Blinking indents the cornea (57) and may also affect the shape of the globe. The exact mechanism by which blinking affects aqueous-humor-iris mechanics is not well understood, but it has been observed in patients with pigment dispersion syndrome that prevention of blinking causes anterior drift of the iris (58,59). The precise nature of the forces involved in blinking remain unknown, but it is clear that blinking can play a significant role in ocular biomechanics.
Accommodation is probably the best-studied dynamic biomechanical event in the anterior segment, and it provides an important example of the ideas of Mapstone as applied to dynamic systems. As the lens moves forward, it creates an inversion of the normal pressure situation, with the anterior segment temporarily rising to a higher pressure than the posterior chamber (60). The force balance of Fig. 2 still holds, but the pressure difference pushes posteriorly instead of anteriorly, so that the iris bows back, especially in the case of patients with pigmentary glaucoma, who are predisposed to a flat or concave iris (61–63).
The elevated anterior chamber pressure might be expected to drive aqueous humor into the posterior chamber and quickly restore the normal configuration, but that does not occur because of the valve-like behavior of the iris. Because flow resistance through the iris–lens gap increases dramatically as the gap narrows, the anterior chamber pressure, by pushing the iris toward the lens, effectively prevents any flow from anterior to posterior [so-called reverse pupillary block (64)]. The iris valve effect was demonstrated compellingly by Pavlin et al. (65) by injecting microbubbles into the anterior and posterior chambers of eye bank eyes and observing them under ultrasound biomicroscopy (see Fig. 3).
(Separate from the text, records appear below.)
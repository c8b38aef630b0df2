use catalog_config::Schemas;

use crate::{
	cte::{SEARCH_CANDIDATES, UNIFIED_TRADES},
	filters::CatalogFilters,
	predicates::{EMOTE_ITEM_TYPE, WEARABLE_ITEM_TYPES},
	sql::Fragment,
};

/// Orders whose expiry does not fit a Postgres timestamp are ignored.
pub const MAX_ORDER_TIMESTAMP: i64 = 253_378_408_747_000;

/// Which optional joins a catalog statement needs.
///
/// Metadata, on-chain order, and off-chain trade aggregations are always joined and carry no flag.
#[derive(Clone, Copy, Debug, Default, PartialEq, Eq)]
pub struct JoinPlan {
	/// Distinct owner counts, only shown for items that are not on sale.
	pub owners_count: bool,
	/// Inline search ranking, used when no pre-ranked ids were supplied.
	pub search_candidates: bool,
}
impl JoinPlan {
	pub fn for_filters(filters: &CatalogFilters) -> Self {
		Self {
			owners_count: filters.is_on_sale == Some(false),
			search_candidates: filters.search_term().is_some() && filters.ids.is_empty(),
		}
	}
}

pub fn owners_join(schemas: &Schemas) -> Fragment {
	Fragment::sql(format!(
		"\
LEFT JOIN (
	SELECT item, COUNT(DISTINCT owner) AS owners_count
	FROM {marketplace}.nft AS nfts
	GROUP BY nfts.item
) AS nfts ON nfts.item = items.id",
		marketplace = schemas.marketplace,
	))
}

/// Open, unexpired on-chain orders aggregated per item.
///
/// Expiry is stored in milliseconds for newer orders and in seconds for older ones; the digit count
/// tells them apart. When a price range is requested only orders inside it are aggregated.
pub fn nfts_with_orders_join(schemas: &Schemas, filters: &CatalogFilters) -> Fragment {
	let mut fragment = Fragment::sql(format!(
		"\
LEFT JOIN (
	SELECT
		orders.item_id,
		COUNT(orders.id) AS listings_count,
		MIN(orders.price) AS min_price,
		MAX(orders.price) AS max_price,
		MAX(orders.created_at) AS max_order_created_at
	FROM {marketplace}.order AS orders
	WHERE orders.status = 'open'
		AND orders.expires_at < {MAX_ORDER_TIMESTAMP}
		AND ((LENGTH(orders.expires_at::text) = 13 AND TO_TIMESTAMP(orders.expires_at / 1000.0) > NOW())
			OR (LENGTH(orders.expires_at::text) = 10 AND TO_TIMESTAMP(orders.expires_at) > NOW()))",
		marketplace = schemas.marketplace,
	));

	if let Some(min) = filters.min_price.as_deref() {
		fragment.push("\n\t\tAND orders.price >= ").push_bind(min).push("::numeric");
	}
	if let Some(max) = filters.max_price.as_deref() {
		fragment.push("\n\t\tAND orders.price <= ").push_bind(max).push("::numeric");
	}

	fragment.push(
		"
	GROUP BY orders.item_id
) AS nfts_with_orders ON nfts_with_orders.item_id = items.id",
	);

	fragment
}

/// Wearable and emote metadata, each joined only for items of its own type.
pub fn metadata_joins(schemas: &Schemas) -> Fragment {
	let marketplace = &schemas.marketplace;
	let wearable_types = WEARABLE_ITEM_TYPES
		.iter()
		.map(|item_type| format!("items.item_type = '{item_type}'"))
		.collect::<Vec<_>>()
		.join(" OR ");

	Fragment::sql(format!(
		"\
LEFT JOIN (
	SELECT
		metadata.id AS metadata_id,
		wearable.description,
		wearable.category,
		wearable.body_shapes,
		wearable.rarity,
		wearable.name
	FROM {marketplace}.wearable AS wearable
	JOIN {marketplace}.metadata AS metadata ON metadata.wearable_id = wearable.id
) AS metadata_wearable ON metadata_wearable.metadata_id = items.metadata_id AND ({wearable_types})
LEFT JOIN (
	SELECT
		metadata.id AS metadata_id,
		emote.description,
		emote.category,
		emote.body_shapes,
		emote.rarity,
		emote.name,
		emote.loop,
		emote.has_sound,
		emote.has_geometry
	FROM {marketplace}.emote AS emote
	JOIN {marketplace}.metadata AS metadata ON metadata.emote_id = emote.id
) AS metadata_emote ON metadata_emote.metadata_id = items.metadata_id AND items.item_type = '{EMOTE_ITEM_TYPE}'"
	))
}

/// Open off-chain trades aggregated per collection contract.
pub fn offchain_orders_join() -> Fragment {
	Fragment::sql(format!(
		"\
LEFT JOIN (
	SELECT
		COUNT(id) AS count,
		contract_address_sent,
		MIN(order_amount_received) AS min_order_amount_received,
		MAX(order_amount_received) AS max_order_amount_received,
		MIN(item_amount) AS item_amount,
		MAX(token_id) AS token_id,
		MAX(item_id) AS item_id,
		MAX(created_at) AS max_created_at,
		json_agg(assets) AS aggregated_assets
	FROM {UNIFIED_TRADES}
	WHERE status = 'open'
	GROUP BY contract_address_sent
) AS offchain_orders ON offchain_orders.contract_address_sent = items.collection_id"
	))
}

pub fn search_candidates_join() -> Fragment {
	Fragment::sql(format!(
		"JOIN {SEARCH_CANDIDATES} ON {SEARCH_CANDIDATES}.id = items.id::text"
	))
}

/// Renders every join the plan and filters call for, in statement order.
pub fn planned_joins(schemas: &Schemas, filters: &CatalogFilters, plan: JoinPlan) -> Vec<Fragment> {
	let mut joins = Vec::with_capacity(5);

	if plan.owners_count {
		joins.push(owners_join(schemas));
	}

	joins.push(nfts_with_orders_join(schemas, filters));
	joins.push(metadata_joins(schemas));
	joins.push(offchain_orders_join());

	if plan.search_candidates {
		joins.push(search_candidates_join());
	}

	joins
}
Microbubbles injected into the posterior chamber were seen to enter the anterior chamber, but microbubbles injected into the anterior chamber did not enter the posterior chamber. The right panel of Fig. 3 also shows the posterior bowing that arises from the pressurization of the anterior chamber.
Because aqueous humor is continuously secreted into the posterior chamber and continuously exits the anterior chamber, the reverse pupillary block is eventually
Fig. 3. Left panel shows a high-frequency ultrasound image acquired after injection of contrast agent (reflective microbubbles) into the anterior chamber of a human eye bank eye. The posterior chamber remains free of contrast agent (arrow). Right panel shows the situation after further injection of contrast agent into the anterior chamber. Posterior iris bowing and increased iris–lens contact (arrow) are evident. No contrast agent enters the posterior chamber (PC). From Pavlin et al. (65).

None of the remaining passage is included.